Antimicrobial activity of antisense peptide-peptide nucleic acid conjugates against non-typeable Haemophilus influenzae in planktonic and biofilm forms

Taketo Otsuka, Aimee L. Brauer, Charmaine Kirkham, Erin K. Sully, Melinda M. Pettigrew, Yong Kong, Bruce L. Geller, Timothy F. Murphy

Research output: Contribution to journalArticlepeer-review

30 Scopus citations

Abstract

Background: Antisense peptide nucleic acids (PNAs) are synthetic polymers that mimic DNA/RNA and inhibit bacterial gene expression in a sequence-specific manner. Methods: To assess activity against non-typeable Haemophilus influenzae (NTHi), we designed six PNA-peptides that target acpP, encoding an acyl carrier protein. MICs and minimum biofilm eradication concentrations (MBECs) were determined. Resistant strains were selected by serial passages onmedia with a sub-MIC concentration of acpP-PNA. Results: The MICs of six acpP-PNA-peptides were 2.9-11 mg/L (0.63-2.5 mmol/L) for 20 clinical isolates, indicating susceptibility of planktonic NTHi.

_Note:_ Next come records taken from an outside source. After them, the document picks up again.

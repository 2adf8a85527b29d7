//! Frame encoding and decoding
//!
//! Maps logical commands onto the protocol's 29-bit identifier layout and fixed payload
//! templates. All functions here are pure; identifier address bits are supplied by the
//! caller (see [`crate::hash`]).
//!
//! Identifier layout, MSB to LSB of the 29-bit field:
//!
//! | bits  | field                             |
//! |-------|-----------------------------------|
//! | 28-25 | priority (values 0..=3)           |
//! | 24-17 | command code                      |
//! | 16    | status (0 = request, 1 = response)|
//! | 15-0  | node hash / counter-mixed address |

use snafu::{ensure, Snafu};

use crate::messages::{CanFrame, FrameStatus};

/// System command group (stop/go/hold sub-commands)
pub const CMD_SYSTEM: u8 = 0x00;
/// MFX decoder discovery
pub const CMD_MFX_DISCOVERY: u8 = 0x01;
/// MFX decoder bind
pub const CMD_MFX_BIND: u8 = 0x02;
/// MFX decoder verify
pub const CMD_MFX_VERIFY: u8 = 0x03;
/// Loco speed control
pub const CMD_LOCO_SPEED: u8 = 0x04;
/// Loco direction control
pub const CMD_LOCO_DIR: u8 = 0x05;
/// Loco function control
pub const CMD_LOCO_FUNC: u8 = 0x06;
/// Member ping
pub const CMD_PING: u8 = 0x18;
/// CAN bootloader start
pub const CMD_BOOTLOADER: u8 = 0x1B;

/// System sub-command: stop track power
pub const SUB_STOP: u8 = 0x00;
/// System sub-command: track power on
pub const SUB_GO: u8 = 0x01;
/// System sub-command: hold (emergency shutdown of the track)
pub const SUB_HOLD: u8 = 0x02;

/// System priority; every frame this node originates uses it
pub const PRIO_SYSTEM: u8 = 0x0;

/// The broadcast device address ("this request addresses all devices")
pub const BROADCAST_ADDR: [u8; 4] = [0x00, 0x00, 0x00, 0x00];

/// MFX address-space marker carried in payload byte 2 of loco control frames
pub const MFX_ADDR_SPACE: u8 = 0x40;

/// The protocol operations this node issues or handles, independent of wire encoding
#[derive(Clone, Copy, Debug, PartialEq, Eq)]
pub enum LogicalCommand {
    /// Start the CAN bootloader on all members
    BootloaderStart,
    /// Ping all bus members for their identity
    Ping,
    /// Track power on
    SystemGo,
    /// Track hold
    SystemHold,
    /// Track stop
    SystemStop,
    /// Start a full MFX discovery round
    MfxDiscovery,
    /// Bind a discovered decoder to a local address
    MfxBind,
    /// Verify a bound decoder
    MfxVerify,
    /// Set loco speed
    LocoSpeed,
    /// Set loco direction
    LocoDir,
    /// Set a loco function
    LocoFunc,
}

impl LogicalCommand {
    /// The command code carried in the identifier
    pub fn wire_code(self) -> u8 {
        use LogicalCommand::*;
        match self {
            BootloaderStart => CMD_BOOTLOADER,
            Ping => CMD_PING,
            SystemGo | SystemHold | SystemStop => CMD_SYSTEM,
            MfxDiscovery => CMD_MFX_DISCOVERY,
            MfxBind => CMD_MFX_BIND,
            MfxVerify => CMD_MFX_VERIFY,
            LocoSpeed => CMD_LOCO_SPEED,
            LocoDir => CMD_LOCO_DIR,
            LocoFunc => CMD_LOCO_FUNC,
        }
    }

    /// Whether [`build`] fills payload bytes 0..4 with the broadcast address
    ///
    /// Broadcast is the default; only ping, discovery, and the loco control commands
    /// address a single device.
    pub fn is_broadcast(self) -> bool {
        use LogicalCommand::*;
        !matches!(self, Ping | MfxDiscovery | LocoSpeed | LocoDir | LocoFunc)
    }

    fn is_loco(self) -> bool {
        use LogicalCommand::*;
        matches!(self, LocoSpeed | LocoDir | LocoFunc)
    }
}

/// The logical fields packed into a 29-bit identifier
#[derive(Clone, Copy, Debug, PartialEq, Eq)]
pub struct FrameHeader {
    /// Frame priority (0..=3)
    pub priority: u8,
    /// Protocol command code
    pub command: u8,
    /// Request/response marker
    pub status: FrameStatus,
    /// Node hash / counter-mixed address bits
    pub address: u16,
}

impl FrameHeader {
    /// Pack the fields into a 29-bit identifier
    pub fn to_id(self) -> u32 {
        ((self.priority as u32 & 0x03) << 25)
            | ((self.command as u32) << 17)
            | (self.status.bit() << 16)
            | self.address as u32
    }
}

/// Parse a 29-bit identifier into its header fields
///
/// Pure bit-field extraction with no validation against the command table: any value
/// decodes to a structurally valid header, and unknown command codes are passed through
/// for the caller to dispatch on.
pub fn parse(id: u32) -> FrameHeader {
    FrameHeader {
        priority: ((id >> 25) & 0x03) as u8,
        command: ((id >> 17) & 0xFF) as u8,
        status: FrameStatus::from_bit(id & (1 << 16) != 0),
        address: (id & 0xFFFF) as u16,
    }
}

/// An outbound frame before its identifier address bits are known
///
/// Produced by [`build`]; the sender turns it into a [`CanFrame`] once it has mixed its
/// node hash and rolling counter into the address (see [`FrameTemplate::into_frame`]).
#[derive(Clone, Copy, Debug, PartialEq, Eq)]
pub struct FrameTemplate {
    /// Frame priority (0..=3)
    pub priority: u8,
    /// Protocol command code
    pub command: u8,
    /// Request/response marker
    pub status: FrameStatus,
    /// Number of valid payload bytes (0..=8)
    pub dlc: u8,
    /// Payload storage
    pub data: [u8; 8],
}

impl FrameTemplate {
    /// An empty system-priority request for the given command code
    pub fn request(command: u8) -> Self {
        Self {
            priority: PRIO_SYSTEM,
            command,
            status: FrameStatus::Request,
            dlc: 0,
            data: [0; 8],
        }
    }

    /// An empty system-priority response for the given command code
    pub fn response(command: u8) -> Self {
        Self { status: FrameStatus::Response, ..Self::request(command) }
    }

    /// Compose the 29-bit identifier from the header fields and the given address bits
    pub fn into_frame(self, address: u16) -> CanFrame {
        let header = FrameHeader {
            priority: self.priority,
            command: self.command,
            status: self.status,
            address,
        };
        CanFrame { id: header.to_id(), dlc: self.dlc, data: self.data }
    }
}

/// Errors from [`build`]
#[derive(Clone, Copy, Debug, PartialEq, Eq, Snafu)]
pub enum EncodeError {
    /// The logical command has no entry in the template table
    #[snafu(display("no frame template for {command:?}"))]
    UnknownCommand {
        /// The command that was requested
        command: LogicalCommand,
    },
    /// The variable payload does not fit in the 8-byte frame
    #[snafu(display("payload of {len} bytes exceeds frame capacity"))]
    PayloadTooLong {
        /// Length of the rejected payload
        len: usize,
    },
    /// The command's template has a fixed payload and accepts no extra bytes
    #[snafu(display("{command:?} does not accept extra payload"))]
    PayloadNotAllowed {
        /// The command that was requested
        command: LogicalCommand,
    },
}

/// Build an outbound frame template for a logical command
///
/// Template commands carry their fixed payload; the loco control commands additionally
/// append `extra` after the 4 address bytes (which the caller fills in later), giving
/// `dlc = 4 + extra.len()`. Broadcast commands get payload bytes 0..4 overwritten with
/// [`BROADCAST_ADDR`].
///
/// `MfxBind` and `MfxVerify` have no template -- their payload is dynamic and is built
/// by the binder directly -- so they fail with [`EncodeError::UnknownCommand`].
pub fn build(command: LogicalCommand, extra: &[u8]) -> Result<FrameTemplate, EncodeError> {
    use LogicalCommand::*;

    if !command.is_loco() && !extra.is_empty() {
        return PayloadNotAllowedSnafu { command }.fail();
    }

    let mut tpl = FrameTemplate::request(command.wire_code());

    match command {
        BootloaderStart => {
            // Start request to all members
            tpl.data[4] = 0x11;
            tpl.dlc = 5;
        }
        Ping => {
            // Ping carries no data in the request
        }
        SystemGo => {
            tpl.data[4] = SUB_GO;
            tpl.dlc = 5;
        }
        SystemHold => {
            tpl.data[4] = SUB_HOLD;
            tpl.dlc = 5;
        }
        SystemStop => {
            tpl.data[4] = SUB_STOP;
            tpl.dlc = 5;
        }
        MfxDiscovery => {
            // Full discovery round
            tpl.data[0] = 0x20;
            tpl.dlc = 1;
        }
        LocoSpeed | LocoDir | LocoFunc => {
            ensure!(extra.len() <= 4, PayloadTooLongSnafu { len: extra.len() });
            tpl.data[4..4 + extra.len()].copy_from_slice(extra);
            tpl.dlc = 4 + extra.len() as u8;
        }
        MfxBind | MfxVerify => return UnknownCommandSnafu { command }.fail(),
    }

    if command.is_broadcast() {
        tpl.data[0..4].copy_from_slice(&BROADCAST_ADDR);
    }

    Ok(tpl)
}

#[cfg(test)]
mod tests {
    use super::*;

    const ALL_BUILDABLE: &[LogicalCommand] = &[
        LogicalCommand::BootloaderStart,
        LogicalCommand::Ping,
        LogicalCommand::SystemGo,
        LogicalCommand::SystemHold,
        LogicalCommand::SystemStop,
        LogicalCommand::MfxDiscovery,
        LogicalCommand::LocoSpeed,
        LogicalCommand::LocoDir,
        LogicalCommand::LocoFunc,
    ];

    #[test]
    fn test_parse_bit_positions() {
        let id = (0b10u32 << 25) | (0x18 << 17) | (1 << 16) | 0x1234;
        let header = parse(id);
        assert_eq!(header.priority, 0b10);
        assert_eq!(header.command, 0x18);
        assert_eq!(header.status, FrameStatus::Response);
        assert_eq!(header.address, 0x1234);
    }

    #[test]
    fn test_parse_never_fails_on_unknown_command() {
        // Arbitrary 29-bit value with a command code the station does not know
        let header = parse((0xEE << 17) | 0xBEEF);
        assert_eq!(header.command, 0xEE);
        assert_eq!(header.status, FrameStatus::Request);
        assert_eq!(header.address, 0xBEEF);
    }

    #[test]
    fn test_header_round_trip() {
        for &command in ALL_BUILDABLE {
            let tpl = build(command, &[]).unwrap_or_else(|_| {
                // Loco commands also build with empty extra
                panic!("{command:?} should build")
            });
            let frame = tpl.into_frame(0xAB61);
            let header = parse(frame.id);
            assert_eq!(header.priority, PRIO_SYSTEM, "{command:?}");
            assert_eq!(header.command, command.wire_code(), "{command:?}");
            assert_eq!(header.status, FrameStatus::Request, "{command:?}");
            assert_eq!(header.address, 0xAB61, "{command:?}");
        }
    }

    #[test]
    fn test_broadcast_defaults() {
        // Broadcast is the default; only ping, discovery, and loco control are unicast
        for &command in ALL_BUILDABLE {
            use LogicalCommand::*;
            let expect_broadcast =
                !matches!(command, Ping | MfxDiscovery | LocoSpeed | LocoDir | LocoFunc);
            assert_eq!(command.is_broadcast(), expect_broadcast, "{command:?}");
        }

        let go = build(LogicalCommand::SystemGo, &[]).unwrap();
        assert_eq!(go.data[0..4], BROADCAST_ADDR);
        assert_eq!(go.data[4], SUB_GO);
        assert_eq!(go.dlc, 5);
    }

    #[test]
    fn test_ping_template_is_empty() {
        let ping = build(LogicalCommand::Ping, &[]).unwrap();
        assert_eq!(ping.dlc, 0);
        assert!(!LogicalCommand::Ping.is_broadcast());
    }

    #[test]
    fn test_discovery_template() {
        let tpl = build(LogicalCommand::MfxDiscovery, &[]).unwrap();
        assert_eq!(tpl.dlc, 1);
        assert_eq!(tpl.data[0], 0x20);
    }

    #[test]
    fn test_bootloader_template() {
        let tpl = build(LogicalCommand::BootloaderStart, &[]).unwrap();
        assert_eq!(tpl.dlc, 5);
        assert_eq!(tpl.data[0..4], BROADCAST_ADDR);
        assert_eq!(tpl.data[4], 0x11);
    }

    #[test]
    fn test_loco_commands_append_extra() {
        let tpl = build(LogicalCommand::LocoSpeed, &[0x12, 0x34]).unwrap();
        assert_eq!(tpl.dlc, 6);
        assert_eq!(tpl.data[4], 0x12);
        assert_eq!(tpl.data[5], 0x34);

        assert_eq!(
            build(LogicalCommand::LocoSpeed, &[0; 5]),
            Err(EncodeError::PayloadTooLong { len: 5 })
        );
    }

    #[test]
    fn test_bind_and_verify_have_no_template() {
        assert_eq!(
            build(LogicalCommand::MfxBind, &[]),
            Err(EncodeError::UnknownCommand { command: LogicalCommand::MfxBind })
        );
        assert_eq!(
            build(LogicalCommand::MfxVerify, &[]),
            Err(EncodeError::UnknownCommand { command: LogicalCommand::MfxVerify })
        );
    }

    #[test]
    fn test_extra_payload_rejected_for_fixed_templates() {
        assert_eq!(
            build(LogicalCommand::SystemGo, &[0x01]),
            Err(EncodeError::PayloadNotAllowed { command: LogicalCommand::SystemGo })
        );
    }
}
#[derive(Debug, Clone)]
struct ConvGradients {
    kernels: ConvKernel,
    bias: ConvBias,
}

impl ConvLayer {
    pub fn new(config: ConvLayerConfig) -> LayerResult<ConvLayer> {
        ConvLayer::with_rng(config, &mut rand::thread_rng())
    }

    pub fn with_rng<R: Rng + ?Sized>(
        config: ConvLayerConfig,
        rng: &mut R,
    ) -> LayerResult<ConvLayer> {
        let (kernel_height, kernel_width) = config.kernel_size;
        if config.num_kernels == 0 || config.channels == 0 || kernel_height == 0 || kernel_width == 0
        {
            return Err(LayerError::InvalidParameter(format!(
                "kernel bank ({}, {}, {}, {}) must not be empty",
                config.num_kernels, config.channels, kernel_height, kernel_width
            )));
        }
        if !(config.init_w >= 0.) {
            return Err(LayerError::InvalidParameter(format!(
                "init_w must be a non-negative standard deviation, got {}",
                config.init_w
            )));
        }
        let dist = Normal::new(0., config.init_w).map_err(|e| {
            LayerError::InvalidParameter(format!("init_w = {}: {}", config.init_w, e))
        })?;

        let kernels = Array::random_using(
            (config.num_kernels, config.channels, kernel_height, kernel_width),
            dist,
            rng,
        );
        let bias = Array::from_elem((config.num_kernels, 1, 1), config.init_b);
        let mut layer = ConvLayer::from_parameters(
            kernels,
            bias,
            config.stride,
            config.activation,
            config.decode,
        )?;
        layer.init_w = config.init_w;
        layer.init_b = config.init_b;
        Ok(layer)
    }

    /// Builds a layer from explicit weights. The bias must have shape
    /// (output features, 1, 1).
    pub fn from_parameters(
        kernels: ConvKernel,
        bias: ConvBias,
        stride: (usize, usize),
        activation: Activation,
        decode: bool,
    ) -> LayerResult<ConvLayer> {
        if stride.0 == 0 || stride.1 == 0 {
            return Err(LayerError::InvalidParameter(format!(
                "stride must be positive, got {:?}",
                stride
            )));
        }
        if kernels.is_empty() {
            return Err(LayerError::InvalidParameter(
                "kernel bank must not be empty".to_string(),
            ));
        }
        let num_kernels = kernels.len_of(Axis(0));
        if bias.dim() != (num_kernels, 1, 1) {
            return Err(LayerError::ShapeError(format!(
                "bias of shape {:?} does not match {} kernels",
                bias.shape(),
                num_kernels
            )));
        }

        Ok(ConvLayer {
            weight_state: ParameterState::zeros(kernels.raw_dim()),
            bias_state: ParameterState::zeros(bias.raw_dim()),
            kernels,
            bias,
            stride,
            activation,
            decode,
            init_w: 0.01,
            init_b: 0.,
            cache: None,
            gradients: None,
        })
    }

    /// Configuration of this layer (initialisation settings included).
    pub fn config(&self) -> ConvLayerConfig {
        let (num_kernels, channels, kernel_height, kernel_width) = self.kernels.dim();
        ConvLayerConfig {
            num_kernels,
            channels,
            kernel_size: (kernel_height, kernel_width),
            stride: self.stride,
            activation: self.activation,
            init_w: self.init_w,
            init_b: self.init_b,
            decode: self.decode,
        }
    }

    /// Configuration of the dual layer: input and output features swapped,
    /// same kernel size and stride, opposite direction.
    pub fn mirror_config(&self) -> ConvLayerConfig {
        let config = self.config();
        ConvLayerConfig {
            num_kernels: config.channels,
            channels: config.num_kernels,
            decode: !config.decode,
            ..config
        }
    }

    /// Returns the dual layer with freshly initialised parameters.
    pub fn mirror(&self) -> LayerResult<ConvLayer> {
        ConvLayer::new(self.mirror_config())
    }

    pub fn mirror_with_rng<R: Rng + ?Sized>(&self, rng: &mut R) -> LayerResult<ConvLayer> {
        ConvLayer::with_rng(self.mirror_config(), rng)
    }

    pub fn kernels(&self) -> &ConvKernel {
        &self.kernels
    }

    pub fn bias(&self) -> &ConvBias {
        &self.bias
    }

    pub fn stride(&self) -> (usize, usize) {
        self.stride
    }

    pub fn activation(&self) -> Activation {
        self.activation
    }

    pub fn num_kernels(&self) -> usize {
        self.kernels.len_of(Axis(0))
    }

    pub fn channels(&self) -> usize {
        self.kernels.len_of(Axis(1))
    }

    /// Kernel gradient of the last backward pass, averaged over the batch.
    pub fn weight_gradient(&self) -> Option<&ConvKernel> {
        self.gradients.as_ref().map(|g| &g.kernels)
    }

    /// Bias gradient of the last backward pass, averaged over the batch.
    pub fn bias_gradient(&self) -> Option<&ConvBias> {
        self.gradients.as_ref().map(|g| &g.bias)
    }

    pub fn weight_state(&self) -> &ParameterState<Ix4> {
        &self.weight_state
    }

    pub fn bias_state(&self) -> &ParameterState<Ix3> {
        &self.bias_state
    }
}

impl Layer for ConvLayer {
    fn forward(&mut self, data: &FeatureBatch) -> LayerResult<FeatureBatch> {
        let (input, maps) = if self.decode {
            let input = stride_upsample(data, self.stride);
            let maps = convolve(&input, &self.kernels, ConvMode::Full, (1, 1))?;
            (input, maps)
        } else {
            let maps = convolve(data, &self.kernels, ConvMode::Valid, self.stride)?;
            (data.clone(), maps)
        };

        let pre_activation = maps + &self.bias;
        let output = self.activation.activate(&pre_activation);
        self.cache = Some(ConvCache {
            input,
            pre_activation,
        });
        Ok(output)
    }

    fn backward(&mut self, gradient: &FeatureBatch) -> LayerResult<FeatureBatch> {
        let num_kernels = self.num_kernels();
        if gradient.len_of(Axis(1)) != num_kernels {
            return Err(LayerError::ChannelMismatch {
                expected: num_kernels,
                found: gradient.len_of(Axis(1)),
            });
        }
        let cache = self.cache.take().ok_or_else(|| {
            LayerError::StateError(
                "convolution backward pass without a preceding forward pass".into(),
            )
        })?;
        if gradient.dim() != cache.pre_activation.dim() {
            return Err(LayerError::ShapeError(format!(
                "convolution produced {:?} but received a gradient of shape {:?}",
                cache.pre_activation.shape(),
                gradient.shape()
            )));
        }

        let batch_size = gradient.len_of(Axis(0));
        let mut delta = gradient * &self.activation.derivative(&cache.pre_activation);

        if !self.decode {
            // undo the subsampling of the forward pass; positions the strided
            // grid never reached stay zero
            let (_, _, height, width) = cache.input.dim();
            let (_, _, kernel_height, kernel_width) = self.kernels.dim();
            delta = pad_trailing(
                &stride_upsample(&delta, self.stride),
                (height - kernel_height + 1, width - kernel_width + 1),
            )?;
        }

        let bias_gradient = delta
            .mean_axis(Axis(0))
            .ok_or_else(|| LayerError::ShapeError("empty batch".to_string()))?
            .sum_axis(Axis(2))
            .sum_axis(Axis(1))
            .into_shape(self.bias.raw_dim())?;

        // correlate inputs and deltas, the batch axis acting as channels
        let inputs = swap_batch_channels(&cache.input);
        let deltas = swap_batch_channels(&delta);
        let batch_size = batch_size as WeightPrecision;
        let kernel_gradient = if self.decode {
            convolve(&deltas, &rotate180(&inputs), ConvMode::Valid, (1, 1))? / batch_size
        } else {
            let swapped = convolve(&inputs, &rotate180(&deltas), ConvMode::Valid, (1, 1))?;
            rotate180(&swap_batch_channels(&swapped)) / batch_size
        };

        // adjoint of the forward convolution
        let flipped_kernels = rotate180(&swap_batch_channels(&self.kernels));
        let input_gradient = if self.decode {
            convolve(&delta, &flipped_kernels, ConvMode::Valid, self.stride)?
        } else {
            convolve(&delta, &flipped_kernels, ConvMode::Full, (1, 1))?
        };

        self.gradients = Some(ConvGradients {
            kernels: kernel_gradient,
            bias: bias_gradient,
        });
        Ok(input_gradient)
    }

    fn update(&mut self, params: &UpdateParams) -> LayerResult<()> {
        let gradients = self.gradients.take().ok_or_else(|| {
            LayerError::StateError("convolution update without a preceding backward pass".into())
        })?;
        self.weight_state
            .apply(&mut self.kernels, gradients.kernels, params.eps_w, params);
        self.bias_state
            .apply(&mut self.bias, gradients.bias, params.eps_b, params);
        Ok(())
    }

    fn is_decoder(&self) -> bool {
        self.decode
    }
}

By contrast, MBECs were up to 179 mg/L (40 mmol/L). Compared with one original PNA-peptide (acpP-PNA1-3'N), an optimized PNA-peptide (acpP-PNA14-5'L) differs in PNA sequence and has a 5' membrane-penetrating peptide with a linker between the PNA and peptide. The optimized PNA-peptide had an MBEC ranging from 11 to 23 mg/L (2.5-5 mmol/L), indicating susceptibility. A resistant strain that was selected by the original acpP-PNA1-3'N had an SNP that introduced a stop codon in NTHI0044, which is predicted to encode an ATP-binding protein of a conserved ABC transporter. Deletion of NTHI0044 caused resistance to the original acpP-PNA1-3'N, but showed no effect on susceptibility to the optimized acpP-PNA14-5'L. The WT strain remained susceptible to the optimized PNA-peptide after 30 serial passages on media containing the optimized PNA-peptide. Conclusions: A PNA-peptide that targets acpP, has a 5' membrane-penetrating peptide and has a linker shows excellent activity against planktonic and biofilm NTHi and is associated with a low risk for induction of resistance.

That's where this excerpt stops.